The bar got more crowded as the sun went down, a group of college kids pushing through the door laughing, one of them bumping hard into Mara’s shoulder. She stumbled forward, right into his chest, and he reacted without thinking, putting his hand on her waist to steady her, his palm warm through the thin fabric of her t-shirt. He didn’t let go immediately. Their eyes locked, and he could hear her breath catch, the jukebox in the corner playing Tom Petty’s “Free Fallin’” low under the hum of the crowd, the clink of beer glasses, the distant sound of kids laughing in the park across the street. For a second, he forgot about the guilt, forgot about the rule he’d made for himself to never let anyone get close again. All he could focus on was the way her hazel eyes had flecks of gold in them, the way she was smiling at him like she could see right through the grumpy act he’d been hiding behind for three years.

He didn’t shift away. He didn’t make an excuse to leave. Instead, he laughed, a rough, rusty sound he hadn’t heard come out of his own mouth in months, and said, “You gonna tell me you still have the chainsaw that did that, or did you throw it out?”
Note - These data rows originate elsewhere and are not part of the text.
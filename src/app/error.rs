use std::path::PathBuf;

use thiserror::Error;

#[derive(Error, Debug)]
pub enum AppcastError {
    #[error("File not found: {}", .0.display())]
    NotFound(PathBuf),

    #[error("Failed to parse XML: {0}")]
    Parse(String),

    #[error("Unexpected error: {}: {source}", path.display())]
    Io {
        path: PathBuf,
        #[source]
        source: std::io::Error,
    },
}

impl AppcastError {
    pub fn is_not_found(&self) -> bool {
        matches!(self, AppcastError::NotFound(_))
    }

    pub fn is_parse(&self) -> bool {
        matches!(self, AppcastError::Parse(_))
    }
}

pub type Result<T> = std::result::Result<T, AppcastError>;
pub mod error;

pub use error::{AppcastError, Result};
//! Content-addressed blob storage with reference-counted garbage collection.
//!
//! A blob is an opaque byte sequence stored under the lowercase hex SHA-256 of
//! its contents, split as `<root>/<hash[..4]>/<hash[4..]>`. Next to the
//! content sits a `.meta.json` sidecar with the digest set and the *pointer*
//! map: named references with their insertion time. A blob with at least one
//! pointer must not be deleted; a blob without pointers is fair game for
//! [BlobStore::gc].
//!
//! Writes are staged under `<root>/cache/<uuid>` and renamed into place, so a
//! reader only ever observes complete blobs. Writers, readers and the sweep
//! coordinate through one RW lock per hash.

use crate::util::lock_group::{BlockingOwned, LockGroup};
use chrono::{DateTime, Utc};
use data_encoding::HEXLOWER;
use md5::Md5;
use serde::{Deserialize, Serialize};
use sha1::Sha1;
use sha2::{Digest, Sha256, Sha512};
use std::collections::BTreeMap;
use std::fs::{self, File};
use std::io;
use std::io::{ErrorKind, Read, Seek, SeekFrom, Write};
use std::path::{Path, PathBuf};
use std::sync::Arc;
use tokio::sync::OwnedRwLockReadGuard;
use tracing::{debug, warn};
use uuid::Uuid;

const SIDECAR_SUFFIX: &str = ".meta.json";
const STAGING_DIR: &str = "cache";

/// Sidecar record stored next to each blob.
#[derive(Debug, Default, Serialize, Deserialize)]
struct Sidecar {
    /// Pointer name to insertion time. Empty means deletable.
    points: BTreeMap<String, DateTime<Utc>>,

    #[serde(default, skip_serializing_if = "String::is_empty")]
    md5: String,
    #[serde(default, skip_serializing_if = "String::is_empty")]
    sha1: String,
    #[serde(default, skip_serializing_if = "String::is_empty")]
    sha256: String,
    #[serde(default, skip_serializing_if = "String::is_empty")]
    sha512: String,
}

/// Content-addressed blob store rooted at a directory.
///
/// Multiple threads may use the store in parallel; per-hash RW locks serialize
/// writers and the GC sweep against open readers.
pub struct BlobStore {
    root: PathBuf,
    staging: PathBuf,
    locks: LockGroup,
}

impl BlobStore {
    /// Opens (and creates, if necessary) a blob store at `root`.
    pub fn open(root: impl Into<PathBuf>) -> io::Result<Self> {
        let root = root.into();
        let staging = root.join(STAGING_DIR);
        fs::create_dir_all(&root)?;
        fs::create_dir_all(&staging)?;
        Ok(BlobStore {
            root,
            staging,
            locks: LockGroup::new(),
        })
    }

    /// Removes staging files left behind by a previous hard kill.
    ///
    /// Must only be called before the store starts accepting writes.
    pub fn clean_leftover_staging(&self) -> io::Result<usize> {
        let mut removed = 0;
        for entry in self.staging.read_dir()? {
            let entry = entry?;
            if entry.file_type()?.is_file() {
                fs::remove_file(entry.path())?;
                removed += 1;
            }
        }
        Ok(removed)
    }

    fn content_path(&self, hash: &str) -> io::Result<PathBuf> {
        if hash.len() < 5 || !hash.bytes().all(|b| b.is_ascii_hexdigit()) {
            return Err(io::Error::new(
                ErrorKind::InvalidInput,
                format!("invalid blob hash: {hash:?}"),
            ));
        }
        Ok(self.root.join(&hash[..4]).join(&hash[4..]))
    }

    fn sidecar_path(content_path: &Path) -> PathBuf {
        let mut path = content_path.to_path_buf().into_os_string();
        path.push(SIDECAR_SUFFIX);
        PathBuf::from(path)
    }

    /// Returns a writer staging a new blob into the store.
    ///
    /// The staged bytes only become visible once [BlobWriter::commit] runs;
    /// dropping the writer discards them. Staging names are fresh UUIDs, so
    /// any number of writers may run in parallel.
    pub fn writer(self: &Arc<Self>) -> io::Result<BlobWriter> {
        let staging_path = self.staging.join(Uuid::new_v4().to_string());
        let file = File::create(&staging_path)?;
        Ok(BlobWriter {
            store: self.clone(),
            file: Some(file),
            staging_path,
            md5: Md5::new(),
            sha1: Sha1::new(),
            sha256: Sha256::new(),
            sha512: Sha512::new(),
            committed: false,
        })
    }

    /// Streams `reader` into the store and returns the SHA-256 of its
    /// contents. If `pointer` is non-empty it is added to the blob's pointer
    /// set.
    pub fn update<R: Read>(self: &Arc<Self>, pointer: &str, reader: &mut R) -> io::Result<String> {
        let mut writer = self.writer()?;
        io::copy(reader, &mut writer)?;
        writer.commit(pointer)
    }

    /// Adds `pointer` to the pointer set of the blob `hash`.
    ///
    /// Fails with [ErrorKind::NotFound] if the blob content is absent.
    pub fn add_pointer(&self, hash: &str, pointer: &str) -> io::Result<()> {
        let content_path = self.content_path(hash)?;
        let lock = self.locks.get(hash);
        let _guard = lock.blocking_write();
        fs::metadata(&content_path)?;
        self.update_sidecar(&content_path, |sidecar| {
            sidecar.points.insert(pointer.to_owned(), Utc::now());
        })
    }

    /// Removes `pointer` from the pointer set of the blob `hash`.
    ///
    /// An empty pointer set is allowed and is what makes the blob collectable.
    pub fn del_pointer(&self, hash: &str, pointer: &str) -> io::Result<()> {
        let content_path = self.content_path(hash)?;
        let lock = self.locks.get(hash);
        let _guard = lock.blocking_write();
        fs::metadata(&content_path)?;
        self.update_sidecar(&content_path, |sidecar| {
            sidecar.points.remove(pointer);
        })
    }

    /// Opens the blob `hash` for reading.
    ///
    /// The returned reader holds the shared per-hash lock until it is
    /// dropped, so the blob cannot be deleted while it is being read.
    pub fn get(&self, hash: &str) -> io::Result<BlobReader> {
        let content_path = self.content_path(hash)?;
        let guard = self.locks.get(hash).blocking_read_owned();
        let file = File::open(content_path)?;
        Ok(BlobReader {
            file,
            _guard: guard,
        })
    }

    /// Deletes the blob `hash` if its pointer set is empty.
    ///
    /// A pointer inserted since the caller looked surfaces as
    /// [ErrorKind::AlreadyExists]; the re-check under the exclusive lock is
    /// what makes the sweep safe against concurrent insertions.
    pub fn delete(&self, hash: &str) -> io::Result<()> {
        let content_path = self.content_path(hash)?;
        let sidecar_path = Self::sidecar_path(&content_path);
        let lock = self.locks.get(hash);
        let _guard = lock.blocking_write();
        let sidecar = read_sidecar(&sidecar_path)?;
        if !sidecar.points.is_empty() {
            return Err(io::Error::new(
                ErrorKind::AlreadyExists,
                format!("blob {hash} is still referenced"),
            ));
        }
        fs::remove_file(&content_path)?;
        fs::remove_file(&sidecar_path)
    }

    /// Sweeps the store, deleting every blob whose pointer set is empty.
    ///
    /// Returns the number of blobs removed. Individual failures are logged
    /// and skipped so one bad entry does not halt the sweep.
    pub fn gc(&self) -> io::Result<usize> {
        debug!("running blob gc");
        let mut candidates = Vec::new();
        self.collect_unreferenced(&self.root, &mut candidates)?;
        let mut removed = 0;
        for hash in candidates {
            match self.delete(&hash) {
                Ok(()) => {
                    debug!(hash = %hash, "removed unreferenced blob");
                    removed += 1;
                }
                Err(err) if err.kind() == ErrorKind::AlreadyExists => {
                    debug!(hash = %hash, "blob gained a pointer since enumeration, skipping");
                }
                Err(err) if err.kind() == ErrorKind::NotFound => {}
                Err(err) => warn!(hash = %hash, error = %err, "failed to remove blob"),
            }
        }
        Ok(removed)
    }

    fn collect_unreferenced(&self, dir: &Path, candidates: &mut Vec<String>) -> io::Result<()> {
        for entry in dir.read_dir()? {
            let entry = entry?;
            let file_type = entry.file_type()?;
            if file_type.is_dir() {
                if entry.path() == self.staging {
                    continue;
                }
                self.collect_unreferenced(&entry.path(), candidates)?;
            } else if file_type.is_file() {
                let Some(name) = entry.file_name().to_str().map(str::to_owned) else {
                    continue;
                };
                let Some(stem) = name.strip_suffix(SIDECAR_SUFFIX) else {
                    continue;
                };
                match read_sidecar(&entry.path()) {
                    Ok(sidecar) if sidecar.points.is_empty() => {
                        let prefix = dir
                            .file_name()
                            .and_then(|p| p.to_str())
                            .unwrap_or_default();
                        candidates.push(format!("{prefix}{stem}"));
                    }
                    Ok(_) => {}
                    Err(err) => {
                        warn!(path = %entry.path().display(), error = %err, "unreadable blob sidecar")
                    }
                }
            }
        }
        Ok(())
    }

    fn update_sidecar(
        &self,
        content_path: &Path,
        apply: impl FnOnce(&mut Sidecar),
    ) -> io::Result<()> {
        let sidecar_path = Self::sidecar_path(content_path);
        let mut sidecar = match read_sidecar(&sidecar_path) {
            Ok(sidecar) => sidecar,
            Err(err) if err.kind() == ErrorKind::NotFound => Sidecar::default(),
            Err(err) => return Err(err),
        };
        apply(&mut sidecar);
        let data = serde_json::to_vec(&sidecar)?;
        fs::write(sidecar_path, data)
    }
}

fn read_sidecar(path: &Path) -> io::Result<Sidecar> {
    let data = fs::read(path)?;
    serde_json::from_slice(&data)
        .map_err(|err| io::Error::new(ErrorKind::InvalidData, format!("{err}")))
}

/// Open handle on a stored blob.
///
/// Holds the shared per-hash lock; dropping the reader releases it.
#[derive(Debug)]
pub struct BlobReader {
    file: File,
    _guard: OwnedRwLockReadGuard<()>,
}

impl BlobReader {
    pub fn len(&self) -> io::Result<u64> {
        Ok(self.file.metadata()?.len())
    }
}

impl Read for BlobReader {
    fn read(&mut self, buf: &mut [u8]) -> io::Result<usize> {
        self.file.read(buf)
    }
}

impl Seek for BlobReader {
    fn seek(&mut self, pos: SeekFrom) -> io::Result<u64> {
        self.file.seek(pos)
    }
}

/// Write half of a staged blob insertion.
///
/// Bytes are written to the staging file and all four digests at once;
/// [BlobWriter::commit] moves the file to its content address and records the
/// sidecar. An uncommitted writer removes its staging file on drop, which is
/// how aborted downloads leave no trace.
pub struct BlobWriter {
    store: Arc<BlobStore>,
    file: Option<File>,
    staging_path: PathBuf,
    md5: Md5,
    sha1: Sha1,
    sha256: Sha256,
    sha512: Sha512,
    committed: bool,
}

impl BlobWriter {
    /// Finalizes the staged blob and returns its SHA-256 hex digest.
    ///
    /// If the content file already exists the staged copy is discarded (the
    /// bytes are identical by construction). If `pointer` is non-empty it is
    /// added to the pointer set either way.
    pub fn commit(mut self, pointer: &str) -> io::Result<String> {
        let mut file = self.file.take().expect("staging file present until drop");
        file.flush()?;
        drop(file);

        let md5sum = HEXLOWER.encode(&self.md5.finalize_reset());
        let sha1sum = HEXLOWER.encode(&self.sha1.finalize_reset());
        let sha256sum = HEXLOWER.encode(&self.sha256.finalize_reset());
        let sha512sum = HEXLOWER.encode(&self.sha512.finalize_reset());

        let content_path = self.store.content_path(&sha256sum)?;
        let lock = self.store.locks.get(&sha256sum);
        let _guard = lock.blocking_write();

        if let Some(parent) = content_path.parent() {
            fs::create_dir_all(parent)?;
        }
        match fs::metadata(&content_path) {
            Ok(stat) if stat.is_dir() => {
                return Err(io::Error::new(
                    ErrorKind::InvalidInput,
                    format!("blob path {} is a directory", content_path.display()),
                ));
            }
            Ok(_) => {
                // Same content is already stored; keep it.
                fs::remove_file(&self.staging_path)?;
                self.committed = true;
                self.store.update_sidecar(&content_path, |sidecar| {
                    if !pointer.is_empty() {
                        sidecar.points.insert(pointer.to_owned(), Utc::now());
                    }
                })?;
            }
            Err(err) if err.kind() == ErrorKind::NotFound => {
                fs::rename(&self.staging_path, &content_path)?;
                self.committed = true;
                self.store.update_sidecar(&content_path, |sidecar| {
                    sidecar.md5 = md5sum;
                    sidecar.sha1 = sha1sum;
                    sidecar.sha256 = sha256sum.clone();
                    sidecar.sha512 = sha512sum;
                    if !pointer.is_empty() {
                        sidecar.points.insert(pointer.to_owned(), Utc::now());
                    }
                })?;
            }
            Err(err) => return Err(err),
        }
        Ok(sha256sum)
    }
}

impl Write for BlobWriter {
    fn write(&mut self, buf: &[u8]) -> io::Result<usize> {
        let file = self.file.as_mut().expect("staging file present until drop");
        let n = file.write(buf)?;
        self.md5.update(&buf[..n]);
        self.sha1.update(&buf[..n]);
        self.sha256.update(&buf[..n]);
        self.sha512.update(&buf[..n]);
        Ok(n)
    }

    fn flush(&mut self) -> io::Result<()> {
        self.file.as_mut().expect("staging file present until drop").flush()
    }
}

impl Drop for BlobWriter {
    fn drop(&mut self) {
        if !self.committed {
            drop(self.file.take());
            let _ = fs::remove_file(&self.staging_path);
        }
    }
}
She grinned, stayed close enough that her shoulder was still pressed to his, and told him the story of how she’d kept the saw, named it “Bitey,” and still used it to clear fallen branches on her nursery property. They talked for another hour, swapping stories about bad fire seasons, about terrible camp food, about the way the mountains smelled after a rainstorm, and Cole forgot to check his watch, forgot to think about the excuse he’d planned to make to leave early.

When she finished her seltzer, she grabbed a napkin from the stack next to him, scribbled her phone number on it in blue ballpoint, drew a tiny lopsided pine tree next to the digits, and tucked it into the breast pocket of his worn flannel shirt, her fingers brushing his chest through the fabric. “I’m transplanting 20 longleaf pine saplings at the nursery tomorrow at 9. You know more about native pines than anyone I’ve ever met. You should come help. I’ll buy you breakfast first. Biscuits and gravy, from that diner down the street.”

Cole nodded, no hesitation, no second guessing the guilt he’d expected to feel. “I’ll be there.”

He walked out to his old Ford F-150 a few minutes later, the warm Florida night air soft on his face, the napkin crinkling in his pocket when he reached in to touch it, the ink already smudging a little from the heat of his hand. He flipped his headlights on, spotted Mara leaning against the nursery’s fence down the block, waving when she saw his truck. He lifted a hand to wave back, turned the key in the ignition, and pulled out of the parking lot, the radio cutting on to a Johnny Cash track he’d loved in college.